What this task involves:
Only an exact repetition of the lines from the one that holds "headers.append_typed(name.clone(), value.clone());" to the end of the records is wanted.

(Dataset entries)
##########

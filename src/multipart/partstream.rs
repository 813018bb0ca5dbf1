use crate::base::error::MultipartError;
use crate::base::state::ConsumptionState;
use futures::stream::{self, BoxStream, Stream, StreamExt};
use std::fmt;
use std::pin::Pin;
use std::task::{Context, Poll};

/// Single-use, ordered sequence of body parts.
///
/// Yields parts in emission order. After the end (or an error) has been
/// observed, every further read yields [`MultipartError::PartsConsumed`].
pub struct PartStream<P> {
    inner: BoxStream<'static, Result<P, MultipartError>>,
    state: ConsumptionState,
}

impl<P: Send + 'static> PartStream<P> {
    pub fn new<S>(parts: S) -> Self
    where
        S: Stream<Item = Result<P, MultipartError>> + Send + 'static,
    {
        Self {
            inner: parts.boxed(),
            state: ConsumptionState::NotStarted,
        }
    }

    /// A stream over parts that are already available.
    pub fn from_parts(parts: Vec<P>) -> Self {
        Self::new(stream::iter(parts.into_iter().map(Ok)))
    }

    pub fn empty() -> Self {
        Self::new(stream::empty())
    }
}

impl<P> PartStream<P> {
    pub fn state(&self) -> ConsumptionState {
        self.state
    }

    /// Pull the next part. `Ok(None)` marks the end of the sequence.
    pub async fn next_part(&mut self) -> Result<Option<P>, MultipartError> {
        self.next().await.transpose()
    }
}

impl<P> Stream for PartStream<P> {
    type Item = Result<P, MultipartError>;

    fn poll_next(mut self: Pin<&mut Self>, cx: &mut Context<'_>) -> Poll<Option<Self::Item>> {
        if self.state == ConsumptionState::Exhausted {
            return Poll::Ready(Some(Err(MultipartError::PartsConsumed)));
        }
        let polled = self.inner.poll_next_unpin(cx);
        match &polled {
            Poll::Pending => {}
            Poll::Ready(Some(Ok(_))) => self.state = ConsumptionState::InProgress,
            Poll::Ready(Some(Err(_))) | Poll::Ready(None) => {
                self.state = ConsumptionState::Exhausted
            }
        }
        polled
    }
}

impl<P> fmt::Debug for PartStream<P> {
    fn fmt(&self, f: &mut fmt::Formatter<'_>) -> fmt::Result {
        f.debug_struct("PartStream")
            .field("state", &self.state)
            .finish_non_exhaustive()
    }
}
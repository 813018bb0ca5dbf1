use crate::base::error::MultipartError;
use crate::http::contentdisposition::ContentDisposition;
use crate::http::contentrange::{ContentRange, RangeUnit};
use bytes::{BufMut, BytesMut};
use http::header::{HeaderName, HeaderValue, CONTENT_DISPOSITION, CONTENT_RANGE};
use http::HeaderMap;
use std::str::FromStr;
use std::sync::OnceLock;

type Memo<T> = OnceLock<Result<Option<T>, MultipartError>>;

/// Ordered header list of a body part.
///
/// Names compare case-insensitively, duplicates are kept in insertion order
/// and nothing is ever merged. Content-Disposition and Content-Range are
/// parsed lazily on first access and the result (including a parse error) is
/// memoized.
#[derive(Debug, Clone, Default)]
pub struct HeaderSet {
    headers: Vec<(HeaderName, HeaderValue)>,
    disposition: Memo<ContentDisposition>,
    range: Memo<(RangeUnit, ContentRange)>,
}

impl PartialEq for HeaderSet {
    fn eq(&self, other: &Self) -> bool {
        self.headers == other.headers
    }
}

impl Eq for HeaderSet {}

impl HeaderSet {
    pub fn new() -> Self {
        Self::default()
    }

    /// Build from `(name, value)` string pairs.
    pub fn from_pairs<'a, I>(pairs: I) -> Result<Self, MultipartError>
    where
        I: IntoIterator<Item = (&'a str, &'a str)>,
    {
        let mut set = Self::new();
        for (name, value) in pairs {
            set.append(name, value)?;
        }
        Ok(set)
    }

    /// Append a header, keeping any existing entries with the same name.
    ///
    /// Values with leading or trailing whitespace are rejected since that
    /// whitespace does not survive a trip through the wire format.
    pub fn append(&mut self, name: &str, value: &str) -> Result<(), MultipartError> {
        let name = HeaderName::from_str(name)?;
        if value.trim_matches([' ', '\t']).len() != value.len() {
            return Err(MultipartError::InvalidHeader);
        }
        let value = HeaderValue::from_str(value)?;
        self.append_typed(name, value);
        Ok(())
    }

    /// Append an already validated header. Surrounding whitespace in `value`
    /// is dropped by decoding.
    pub fn append_typed(&mut self, name: HeaderName, value: HeaderValue) {
        if name == CONTENT_DISPOSITION {
            self.disposition = OnceLock::new();
        } else if name == CONTENT_RANGE {
            self.range = OnceLock::new();
        }
        self.headers.push((name, value));
    }

    /// Builder form of [`append`](Self::append).
    pub fn with(mut self, name: &str, value: &str) -> Result<Self, MultipartError> {
        self.append(name, value)?;
        Ok(self)
    }

    /// First value for `name` (case-insensitive).
    pub fn get(&self, name: &str) -> Option<&HeaderValue> {
        self.get_all(name).next()
    }

    /// Every value for `name`, in insertion order.
    pub fn get_all<'a>(&'a self, name: &str) -> impl Iterator<Item = &'a HeaderValue> + 'a {
        let target = HeaderName::from_str(name).ok();
        self.headers
            .iter()
            .filter(move |(n, _)| Some(n) == target.as_ref())
            .map(|(_, v)| v)
    }

    pub fn contains(&self, name: &str) -> bool {
        self.get(name).is_some()
    }

    /// Copy of this set without any header called `name`.
    pub fn without(&self, name: &HeaderName) -> HeaderSet {
        let mut out = HeaderSet::new();
        for (n, v) in self.iter() {
            if n != name {
                out.append_typed(n.clone(), v.clone());
            }
        }
        out
    }

    pub fn iter(&self) -> impl Iterator<Item = (&HeaderName, &HeaderValue)> {
        self.headers.iter().map(|(n, v)| (n, v))
    }

    pub fn len(&self) -> usize {
        self.headers.len()
    }

    pub fn is_empty(&self) -> bool {
        self.headers.is_empty()
    }

    /// Parsed `Content-Disposition`, if present.
    ///
    /// Fails if the header is malformed or occurs more than once.
    pub fn content_disposition(&self) -> Result<Option<&ContentDisposition>, MultipartError> {
        let parsed = self.disposition.get_or_init(|| {
            let value = match self.single(&CONTENT_DISPOSITION) {
                Ok(Some(value)) => value,
                Ok(None) => return Ok(None),
                Err(()) => return Err(MultipartError::MultipleContentDisposition),
            };
            let text = std::str::from_utf8(value.as_bytes())
                .map_err(|_| MultipartError::InvalidContentDisposition("value is not UTF-8".into()))?;
            ContentDisposition::parse(text).map(Some)
        });
        match parsed {
            Ok(disposition) => Ok(disposition.as_ref()),
            Err(e) => Err(e.clone()),
        }
    }

    /// Parsed `Content-Range`, if present.
    pub fn content_range(&self) -> Result<Option<&ContentRange>, MultipartError> {
        Ok(self.range_header()?.map(|(_, range)| range))
    }

    /// Unit token of the `Content-Range` header, if present.
    pub fn range_unit(&self) -> Result<Option<&RangeUnit>, MultipartError> {
        Ok(self.range_header()?.map(|(unit, _)| unit))
    }

    fn range_header(&self) -> Result<Option<&(RangeUnit, ContentRange)>, MultipartError> {
        let parsed = self.range.get_or_init(|| {
            let value = match self.single(&CONTENT_RANGE) {
                Ok(Some(value)) => value,
                Ok(None) => return Ok(None),
                Err(()) => return Err(MultipartError::MultipleContentRange),
            };
            let text = std::str::from_utf8(value.as_bytes())
                .map_err(|_| MultipartError::InvalidContentRange("value is not UTF-8".into()))?;
            ContentRange::parse_header(text).map(Some)
        });
        match parsed {
            Ok(range) => Ok(range.as_ref()),
            Err(e) => Err(e.clone()),
        }
    }

    fn single(&self, name: &HeaderName) -> Result<Option<&HeaderValue>, ()> {
        let mut values = self.headers.iter().filter(|(n, _)| n == name);
        match (values.next(), values.next()) {
            (None, _) => Ok(None),
            (Some((_, v)), None) => Ok(Some(v)),
            (Some(_), Some(_)) => Err(()),
        }
    }

    /// Write `Name: value\r\n` lines, with names in title case.
    pub fn render(&self, out: &mut BytesMut) {
        for (name, value) in &self.headers {
            out.put_slice(title_case(name.as_str()).as_bytes());
            out.put_slice(b": ");
            out.put_slice(value.as_bytes());
            out.put_slice(b"\r\n");
        }
    }

    /// Number of bytes [`render`](Self::render) writes.
    pub fn rendered_len(&self) -> usize {
        self.headers
            .iter()
            .map(|(n, v)| n.as_str().len() + 2 + v.len() + 2)
            .sum()
    }

    /// Convert to a standard `http::HeaderMap`, keeping duplicates.
    pub fn to_header_map(&self) -> HeaderMap {
        let mut map = HeaderMap::with_capacity(self.headers.len());
        for (name, value) in &self.headers {
            map.append(name.clone(), value.clone());
        }
        map
    }
}

/// Convert to title case (e.g., "content-type" -> "Content-Type").
fn title_case(name: &str) -> String {
    name.split('-')
        .map(|word| {
            let mut chars = word.chars();
            let mut out = String::with_capacity(word.len());
            if let Some(first) = chars.next() {
                out.push(first.to_ascii_uppercase());
                out.extend(chars.map(|c| c.to_ascii_lowercase()));
            }
            out
        })
        .collect::<Vec<_>>()
        .join("-")
}
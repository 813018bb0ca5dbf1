pub mod bodypart;
pub mod boundary;
pub mod byteranges;
pub mod codec;
pub mod config;
pub mod decode;
pub mod formdata;
pub mod materialize;
pub mod partstream;
pub mod streaming;
pub mod strict;

// Re-exports for convenience
pub use bodypart::{BodyPart, GeneralPart, StreamedPart, StrictPart};
pub use boundary::{random_boundary, validate_boundary};
pub use byteranges::ByteRangesPart;
pub use codec::WireEntity;
pub use config::{BoundaryConfig, MaterializeConfig};
pub use decode::{decode_entity, decode_strict, DecodedMultipart};
pub use formdata::FormDataPart;
pub use materialize::{materialize_entity, part_to_strict};
pub use partstream::PartStream;
pub use streaming::{ByteRangesMultipart, FormDataMultipart, GeneralMultipart, Multipart};
pub use strict::{
    StrictByteRangesMultipart, StrictFormDataMultipart, StrictGeneralMultipart, StrictMultipart,
};
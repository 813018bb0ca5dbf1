//! `multipart/byteranges` parts (RFC 7233 appendix A).

use crate::base::error::MultipartError;
use crate::http::contentrange::{ContentRange, RangeUnit};
use crate::http::entity::BodyPartEntity;
use crate::http::headerset::HeaderSet;
use crate::multipart::bodypart::{impl_part_conversions, BodyPart};
use http::header::{HeaderValue, CONTENT_RANGE};
use std::borrow::Cow;

/// One range of a partial response.
#[derive(Debug, Clone, PartialEq, Eq)]
pub struct ByteRangesPart<E = BodyPartEntity> {
    content_range: ContentRange,
    range_unit: RangeUnit,
    header_value: HeaderValue,
    additional_headers: HeaderSet,
    entity: E,
}

impl<E> ByteRangesPart<E> {
    /// A part for `content_range` in `bytes`.
    pub fn new(content_range: ContentRange, entity: impl Into<E>) -> Result<Self, MultipartError> {
        Self::with_unit(RangeUnit::Bytes, content_range, entity)
    }

    /// A part with an explicit range unit. Fails unless the two render as a
    /// `Content-Range` value that parses back to the same unit and range.
    pub fn with_unit(
        range_unit: RangeUnit,
        content_range: ContentRange,
        entity: impl Into<E>,
    ) -> Result<Self, MultipartError> {
        let header_value = render_range(&range_unit, &content_range)?;
        Ok(Self {
            content_range,
            range_unit,
            header_value,
            additional_headers: HeaderSet::new(),
            entity: entity.into(),
        })
    }

    pub fn with_header(mut self, name: &str, value: &str) -> Result<Self, MultipartError> {
        self.additional_headers.append(name, value)?;
        Ok(self)
    }

    pub fn content_range(&self) -> &ContentRange {
        &self.content_range
    }

    pub fn range_unit(&self) -> &RangeUnit {
        &self.range_unit
    }

    /// Headers other than the synthesized `Content-Range`.
    pub fn additional_headers(&self) -> &HeaderSet {
        &self.additional_headers
    }

    /// The `Content-Range` header value, e.g. `bytes 0-499/1234`.
    pub fn content_range_header(&self) -> String {
        self.content_range.to_header_value(&self.range_unit)
    }

    pub fn replace_entity<F>(self, entity: F) -> (ByteRangesPart<F>, E) {
        (
            ByteRangesPart {
                content_range: self.content_range,
                range_unit: self.range_unit,
                header_value: self.header_value,
                additional_headers: self.additional_headers,
                entity,
            },
            self.entity,
        )
    }
}

fn render_range(unit: &RangeUnit, range: &ContentRange) -> Result<HeaderValue, MultipartError> {
    let text = range.to_header_value(unit);
    let invalid = || MultipartError::InvalidContentRange(format!("{text:?} does not round-trip"));
    match ContentRange::parse_header(&text) {
        Ok((u, r)) if &u == unit && &r == range => {}
        _ => return Err(invalid()),
    }
    HeaderValue::from_str(&text).map_err(|_| invalid())
}

impl<E> BodyPart for ByteRangesPart<E> {
    type Entity = E;

    fn from_raw(headers: HeaderSet, entity: E) -> Result<Self, MultipartError> {
        let range_unit = headers
            .range_unit()?
            .ok_or(MultipartError::MissingContentRange)?
            .clone();
        let content_range = headers
            .content_range()?
            .ok_or(MultipartError::MissingContentRange)?
            .clone();
        let header_value = render_range(&range_unit, &content_range)?;
        Ok(Self {
            content_range,
            range_unit,
            header_value,
            additional_headers: headers.without(&CONTENT_RANGE),
            entity,
        })
    }

    fn headers(&self) -> Cow<'_, HeaderSet> {
        if self.additional_headers.contains(CONTENT_RANGE.as_str()) {
            return Cow::Borrowed(&self.additional_headers);
        }
        let mut headers = HeaderSet::new();
        headers.append_typed(CONTENT_RANGE, self.header_value.clone());
        for (name, value) in self.additional_headers.iter() {
            headers.append_typed(name.clone(), value.clone());
        }
        Cow::Owned(headers)
    }

    fn entity(&self) -> &E {
        &self.entity
    }

    fn into_entity(self) -> E {
        self.entity
    }
}

impl_part_conversions!(ByteRangesPart);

##########

Reply to the exercise:
            headers.append_typed(name.clone(), value.clone());
        }
        Cow::Owned(headers)
    }

    fn entity(&self) -> &E {
        &self.entity
    }

    fn into_entity(self) -> E {
        self.entity
    }
}

impl_part_conversions!(ByteRangesPart);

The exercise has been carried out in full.